だからこそ新九郎は、自らの家臣たちを救うために自分の道を進むことを決意した。そして自分が尽くそうと信じていた公儀は、もはや存在しないのだと語った。

興国寺への出陣

八月三十日、新九郎は興国寺で仏前に座し、出陣を前に静かに心を整えていた。

そこへ大道寺が現れ、討ち入りに参加する者たちが全員揃ったことを報告した。

伊豆攻略へ向けた決戦の時が、ついに訪れようとしていた。

討ち入りの主力が集結

興国寺には伊豆討ち入りに参加する主だった武将たちが集められた。

元堀越公方府奉公衆の松田弥次郎直秀と遠山隼人佑直景、葛山氏堯をはじめ、今川家からは今川新五郎範続、朝比奈丹波入道、三浦左衛門尉、瀬名一秀らが参陣していた。

新九郎は軍議を始める前に、自分が総大将を務めることについて異論がないか確認した。

今川家と奉公衆の信任

今川家の重臣たちは、龍王丸と御方様の命によって参陣しているため問題ないと答え、新九郎へ全権を委ねる姿勢を示した。

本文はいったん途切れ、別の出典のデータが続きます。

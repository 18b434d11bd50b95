//! # API Handlers
//!
//! This module contains all the HTTP endpoint handlers for the CRM sync API.

use crate::models::ServiceInfo;
use axum::response::Json;

pub mod config;
pub mod connections;
pub mod sync;

/// Root handler that returns basic service information
#[utoipa::path(
    get,
    path = "/",
    responses(
        (status = 200, description = "Service information", body = ServiceInfo)
    ),
    tag = "root"
)]
pub async fn root() -> Json<ServiceInfo> {
    Json(ServiceInfo::default())
}
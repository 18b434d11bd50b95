//! # CRM Sync Service Main Entry Point

use zenith_crm_sync::{config::ConfigLoader, server::run_server, telemetry};

#[tokio::main]
async fn main() -> Result<(), Box<dyn std::error::Error>> {
    // Load configuration from layered env files and variables
    let config = ConfigLoader::new().load()?;

    telemetry::init_tracing(&config)?;
    tracing::info!(profile = %config.profile, "Loaded configuration");

    // Start the server with the loaded configuration
    run_server(config).await
}
//! Sync audit log
//!
//! Append-only, capped ring buffer of [`SyncLogEntry`] values. A smaller
//! trailing slice is persisted through the key-value store so the UI can show
//! recent history across restarts. Log entries are strictly observational and
//! never drive control flow.

use std::collections::{BTreeMap, VecDeque};
use std::sync::{Arc, Mutex};

use chrono::Utc;
use tracing::warn;

use crate::models::{LogLevel, SyncLogEntry};
use crate::storage::KeyValueStore;

const LOGS_KEY: &str = "zenith_crm_sync_logs";

/// In-memory hard cap; oldest entries are evicted first.
pub const MAX_LOG_ENTRIES: usize = 100;
/// Trailing slice persisted to the store.
pub const PERSISTED_LOG_ENTRIES: usize = 50;

pub struct SyncLogBuffer {
    store: Arc<dyn KeyValueStore>,
    entries: Mutex<VecDeque<SyncLogEntry>>,
}

impl SyncLogBuffer {
    /// Load the persisted trailing slice from the store.
    pub fn load(store: Arc<dyn KeyValueStore>) -> Self {
        let entries = store
            .get(LOGS_KEY)
            .and_then(|raw| serde_json::from_str::<Vec<SyncLogEntry>>(&raw).ok())
            .unwrap_or_default();

        Self {
            store,
            entries: Mutex::new(entries.into_iter().collect()),
        }
    }

    /// Append one entry, evicting the oldest once the cap is reached, and
    /// persist the trailing slice.
    pub fn append(
        &self,
        level: LogLevel,
        message: impl Into<String>,
        context: Option<BTreeMap<String, serde_json::Value>>,
        error: Option<String>,
    ) {
        let entry = SyncLogEntry {
            timestamp: Utc::now(),
            level,
            message: message.into(),
            context,
            error,
        };

        let mut entries = self.entries.lock().unwrap();
        entries.push_back(entry);
        while entries.len() > MAX_LOG_ENTRIES {
            entries.pop_front();
        }

        let start = entries.len().saturating_sub(PERSISTED_LOG_ENTRIES);
        let trailing: Vec<&SyncLogEntry> = entries.iter().skip(start).collect();
        match serde_json::to_string(&trailing) {
            Ok(raw) => {
                if let Err(err) = self.store.set(LOGS_KEY, &raw) {
                    warn!(error = %err, "Failed to persist sync logs");
                }
            }
            Err(err) => warn!(error = %err, "Failed to serialize sync logs"),
        }
    }

    /// Snapshot of the newest entries, newest first.
    pub fn recent(&self, limit: usize) -> Vec<SyncLogEntry> {
        let entries = self.entries.lock().unwrap();
        entries.iter().rev().take(limit).cloned().collect()
    }

    /// Whether any of the newest `window` entries is an error.
    pub fn has_recent_errors(&self, window: usize) -> bool {
        let entries = self.entries.lock().unwrap();
        entries
            .iter()
            .rev()
            .take(window)
            .any(|e| e.level == LogLevel::Error)
    }

    pub fn len(&self) -> usize {
        self.entries.lock().unwrap().len()
    }

    pub fn is_empty(&self) -> bool {
        self.entries.lock().unwrap().is_empty()
    }
}

#[cfg(test)]
mod tests {
    use super::*;
    use crate::storage::MemoryStore;

    fn buffer() -> SyncLogBuffer {
        SyncLogBuffer::load(Arc::new(MemoryStore::new()))
    }

    #[test]
    fn ring_buffer_never_exceeds_cap() {
        let logs = buffer();
        for i in 0..(MAX_LOG_ENTRIES * 3) {
            logs.append(LogLevel::Info, format!("entry {}", i), None, None);
        }
        assert_eq!(logs.len(), MAX_LOG_ENTRIES);

        // Oldest evicted first: the newest entry survives
        let recent = logs.recent(1);
        assert_eq!(recent[0].message, format!("entry {}", MAX_LOG_ENTRIES * 3 - 1));
    }

    #[test]
    fn persists_trailing_slice_only() {
        let store = Arc::new(MemoryStore::new());
        let logs = SyncLogBuffer::load(store.clone());
        for i in 0..MAX_LOG_ENTRIES {
            logs.append(LogLevel::Info, format!("entry {}", i), None, None);
        }

        let reopened = SyncLogBuffer::load(store);
        assert_eq!(reopened.len(), PERSISTED_LOG_ENTRIES);
    }

    #[test]
    fn recent_error_detection_is_windowed() {
        let logs = buffer();
        logs.append(LogLevel::Error, "boom", None, None);
        assert!(logs.has_recent_errors(10));

        for i in 0..20 {
            logs.append(LogLevel::Info, format!("ok {}", i), None, None);
        }
        assert!(!logs.has_recent_errors(10));
    }
}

さらに松田と遠山も、新九郎を対等な仲間ではなく主将として扱い、自分たちは部下として従うと申し出た。

新九郎から支度金を受けたことで鎧の修繕や旧臣の再集結が実現しており、その恩義に報いる決意を固めていたのである。

伊豆攻略への勝算

大道寺は支度金の工面によって石脇の蔵がほぼ空になったと嘆いたが、葛山氏堯は収穫期を迎えた伊豆を手に入れれば十分回収できると豪快に笑った。

瀬名がそれも計算のうちだったのかと尋ねると、新九郎はそこまでの策ではないと否定する。

ただし、多くの東伊豆国人衆が関東へ出向いているため北伊豆の守りが手薄になっており、自分たちに有利な状況が生まれていることは認めた。

その好機もあって勝率は十のうち九ほどあると判断していた。

新九郎の軍議開始

十分な戦力と好条件が揃ったことで、新九郎は軍議の開始を宣言した。

そして何やら新しい道具を用意して布を下ろし始める。

見慣れないその仕掛けに集まった武将たちは驚き、一体何が始まるのかと戸惑うのだった。

討ち入り前夜

こうして新九郎率いる討伐軍は、堀越公方茶々丸を討つための最終準備へ入った。

長期間にわたる工作と根回しを経て、伊豆攻略の戦いはついに実行段階を迎えたのであった。